Electronic excited-state behavior of rhodamine 3B in AOT reverse micelles sensing contact ion pair to solvent separated ion pair interconversion.

ABSTRACT

The amphiphile Aerosol OT (1,4-bis(2-ethylhexyl)sodium sulfosuccinate, AOT) forms, in reverse micellar nanoaggregates of water, RM, in isooctane, ion pairs (IPs) with the cationic fluorescent probe dye, rhodamine 3B, (3,6-bis(ethylamino)-9-[2-(ethoxycarbonyl)phenyl]-9H-xanthen-9-ylium, R3B), as either contact ion pairs, CIPs, or solvent (water) separated ion pairs, SSIPs.
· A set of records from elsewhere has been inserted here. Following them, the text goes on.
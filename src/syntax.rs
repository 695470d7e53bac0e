//! Expression trees consumed by the lowering engine.
//!
//! Trees are immutable and arena-allocated: nodes reference their children as
//! `&'a Expr<'a>` inside a caller-owned [`bumpalo::Bump`]. The compiler only
//! ever reads them.

use bumpalo::Bump;

#[derive(Debug, Clone, PartialEq)]
pub enum Expr<'a> {
    Binary {
        op: BinOp,
        left: &'a Expr<'a>,
        right: &'a Expr<'a>,
    },
    Unary {
        op: UnaryOp,
        expr: &'a Expr<'a>,
    },
    Literal(Literal),
    Ident(&'a str),
}

#[derive(Debug, Clone, Copy, PartialEq, Eq)]
pub enum Literal {
    Int(i64),
    Bool(bool),
}

/// Binary operator tags.
///
/// A single closed set: arithmetic, logical, and comparison operators all
/// lower through the same emission table, so there is no reason to split them
/// the way a type checker would.
#[derive(Debug, Copy, Clone, PartialEq, Eq)]
pub enum BinOp {
    Add,
    Sub,
    Mul,
    Div,
    And,
    Or,
    Eq,
    Neq,
    Lt,
    Gt,
    Le,
    Ge,
}

#[derive(Debug, Copy, Clone, PartialEq, Eq)]
pub enum UnaryOp {
    Neg,
    Not,
}

impl<'a> Expr<'a> {
    // Arena constructors. The parser builds trees the same way; tests use
    // these directly.

    pub fn int(arena: &'a Bump, value: i64) -> &'a Expr<'a> {
        arena.alloc(Expr::Literal(Literal::Int(value)))
    }

    pub fn bool(arena: &'a Bump, value: bool) -> &'a Expr<'a> {
        arena.alloc(Expr::Literal(Literal::Bool(value)))
    }

    pub fn ident(arena: &'a Bump, name: &'a str) -> &'a Expr<'a> {
        arena.alloc(Expr::Ident(name))
    }

    pub fn binary(
        arena: &'a Bump,
        op: BinOp,
        left: &'a Expr<'a>,
        right: &'a Expr<'a>,
    ) -> &'a Expr<'a> {
        arena.alloc(Expr::Binary { op, left, right })
    }

    pub fn unary(arena: &'a Bump, op: UnaryOp, expr: &'a Expr<'a>) -> &'a Expr<'a> {
        arena.alloc(Expr::Unary { op, expr })
    }
}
The ground-state AOT R3B ion pairs' equilibria as well as the dynamics of R3B electronic excited states show the progressive hydration of AOT(-) R3B(+) toward solvent separated ion pairs, SSIPs as the characteristic reverse micelle parameter w(0) = [H(2)O]/[AOT] increases. The apparent limiting hydration constant of R3B ion pairs, K(hyd) = 2.8 +/- 0.2, corresponds to full hydration of AOT, consistent with 1-3 water molecules per AOT polar head. Transient relaxations at w(0) = 0.2, with a 375 +/- 15 ps decay at 550 nm decrease to 115 +/- 15 ps at w(0) = 7.2 turning into corresponding rises at 588 nm. At higher w(0), water induced dynamics becomes faster. The lifetime is longer in RM with smaller w(0), due to the presence of CIPs that inhibit intrinsic nonradiative decay processes, which in contrast shorten the decay times at higher w(0), due to the presence of SSIPs. The pairs' electronic excited-state properties are sensitive to viscosity and local polarity of the surrounding environment of the interfacial regions of AOT reverse micellar nanoaggregates.